▶ _PROBLEM REQUIREMENTS_:
Which of the lines in the data below contain the string "modes"? Copy each of them.
══ INFORMATION GIVEN ══
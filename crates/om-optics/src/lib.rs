//! Periodic optics solver: closed orbit, Twiss functions and tunes.
//!
//! A ring is solved in stages: the linear one-turn matrix is built, periodic
//! optics are extracted from it (per plane, or from 4D eigenvectors when the
//! planes are coupled), and when the lattice contains nonlinear or
//! orbit-perturbing elements the closed orbit is found with a damped Newton
//! iteration on the tracking map. Element maps are then relinearized about
//! the orbit and the optics extracted again. Lines propagate caller-supplied
//! initial optics instead.

pub mod chromaticity;
pub mod config;
pub mod error;
pub mod jacobian;
pub mod modes;
pub mod newton;
pub mod orbit;
pub mod solve;
pub mod twiss;

pub use chromaticity::{Chromaticity, chromaticity};
pub use config::{OpticsConfig, SolveMode};
pub use error::{OpticsError, OpticsResult};
pub use modes::NormalModes;
pub use newton::{NewtonConfig, NewtonResult};
pub use solve::{
    OpticsProgressEvent, OpticsSolution, SolveStage, solve_periodic_optics, solve_with_progress,
};
pub use twiss::{CoupledBetas, InitialTwiss, PlaneTwiss, Tunes, TwissParameters};
//! Element kinds, apertures, and misalignments.

/// Physical aperture in the element frame (half widths in m).
#[derive(Clone, Copy, Debug, PartialEq)]
pub enum ApertureShape {
    Elliptic { ax: f64, ay: f64 },
    Rectangular { ax: f64, ay: f64 },
}

impl ApertureShape {
    pub fn half_widths(&self) -> (f64, f64) {
        match *self {
            ApertureShape::Elliptic { ax, ay } | ApertureShape::Rectangular { ax, ay } => (ax, ay),
        }
    }

    pub fn contains(&self, x: f64, y: f64) -> bool {
        match *self {
            ApertureShape::Elliptic { ax, ay } => {
                let u = x / ax;
                let v = y / ay;
                u * u + v * v <= 1.0
            }
            ApertureShape::Rectangular { ax, ay } => x.abs() <= ax && y.abs() <= ay,
        }
    }

    pub fn is_valid(&self) -> bool {
        let (ax, ay) = self.half_widths();
        ax.is_finite() && ay.is_finite() && ax > 0.0 && ay > 0.0
    }
}

/// Transverse misalignment of an element.
///
/// Offsets shift particles into the element frame in the tracking map.
/// The tilt rotates the linear map about the longitudinal axis.
#[derive(Clone, Copy, Debug, Default, PartialEq)]
pub struct Alignment {
    pub dx: f64,
    pub dy: f64,
    pub tilt: f64,
}

impl Alignment {
    pub fn is_ideal(&self) -> bool {
        self.dx == 0.0 && self.dy == 0.0 && self.tilt == 0.0
    }

    pub fn has_offset(&self) -> bool {
        self.dx != 0.0 || self.dy != 0.0
    }
}

/// Closed set of element kinds.
#[derive(Clone, Debug, PartialEq)]
pub enum ElementKind {
    Drift,
    /// Sector bend; a non-zero gradient makes it combined function.
    Bend {
        field_t: f64,
        gradient_t_per_m: f64,
        edge_in_rad: f64,
        edge_out_rad: f64,
    },
    Quadrupole {
        gradient_t_per_m: f64,
    },
    /// Thick sextupole, B_y = b2/2 (x² − y²).
    Sextupole {
        b2_t_per_m2: f64,
    },
    /// Thin multipole. Entry n is the integrated normal field derivative
    /// B_n·L in T·m^(1−n), so index 0 is a dipole kick and index 1 a thin
    /// quadrupole.
    Multipole {
        field_integrals: Vec<f64>,
    },
    Solenoid {
        field_t: f64,
    },
    /// RF cavity, phase 0 on crest.
    Cavity {
        voltage_mv: f64,
        phase_rad: f64,
        frequency_hz: f64,
    },
    /// Steering corrector with integrated dipole fields B_y·L and B_x·L.
    Corrector {
        hkick_tm: f64,
        vkick_tm: f64,
    },
    Aperture {
        shape: ApertureShape,
    },
    /// Lumped longitudinal wake: average energy loss and linear chirp.
    Wakefield {
        loss_factor_v_per_pc: f64,
        slope_v_per_pc_m: f64,
        bunch_charge_pc: f64,
    },
    /// Thin foil producing multiple Coulomb scattering.
    Scatterer {
        thickness_m: f64,
        radiation_length_m: f64,
    },
    Instrument,
}

impl ElementKind {
    pub fn type_name(&self) -> &'static str {
        match self {
            ElementKind::Drift => "drift",
            ElementKind::Bend { .. } => "bend",
            ElementKind::Quadrupole { .. } => "quadrupole",
            ElementKind::Sextupole { .. } => "sextupole",
            ElementKind::Multipole { .. } => "multipole",
            ElementKind::Solenoid { .. } => "solenoid",
            ElementKind::Cavity { .. } => "cavity",
            ElementKind::Corrector { .. } => "corrector",
            ElementKind::Aperture { .. } => "aperture",
            ElementKind::Wakefield { .. } => "wakefield",
            ElementKind::Scatterer { .. } => "scatterer",
            ElementKind::Instrument => "instrument",
        }
    }

    /// Kinds that must have zero length.
    pub fn is_thin_only(&self) -> bool {
        matches!(
            self,
            ElementKind::Multipole { .. }
                | ElementKind::Wakefield { .. }
                | ElementKind::Scatterer { .. }
        )
    }

    /// All scalar parameters, for finiteness checks.
    pub(crate) fn parameters(&self) -> Vec<f64> {
        match self {
            ElementKind::Drift | ElementKind::Instrument => Vec::new(),
            ElementKind::Bend {
                field_t,
                gradient_t_per_m,
                edge_in_rad,
                edge_out_rad,
            } => vec![*field_t, *gradient_t_per_m, *edge_in_rad, *edge_out_rad],
            ElementKind::Quadrupole { gradient_t_per_m } => vec![*gradient_t_per_m],
            ElementKind::Sextupole { b2_t_per_m2 } => vec![*b2_t_per_m2],
            ElementKind::Multipole { field_integrals } => field_integrals.clone(),
            ElementKind::Solenoid { field_t } => vec![*field_t],
            ElementKind::Cavity {
                voltage_mv,
                phase_rad,
                frequency_hz,
            } => vec![*voltage_mv, *phase_rad, *frequency_hz],
            ElementKind::Corrector { hkick_tm, vkick_tm } => vec![*hkick_tm, *vkick_tm],
            ElementKind::Aperture { shape } => {
                let (ax, ay) = shape.half_widths();
                vec![ax, ay]
            }
            ElementKind::Wakefield {
                loss_factor_v_per_pc,
                slope_v_per_pc_m,
                bunch_charge_pc,
            } => vec![*loss_factor_v_per_pc, *slope_v_per_pc_m, *bunch_charge_pc],
            ElementKind::Scatterer {
                thickness_m,
                radiation_length_m,
            } => vec![*thickness_m, *radiation_length_m],
        }
    }
}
═══
▶ _EXERCISE ANSWER_:
pub mod modes;
pub use modes::NormalModes;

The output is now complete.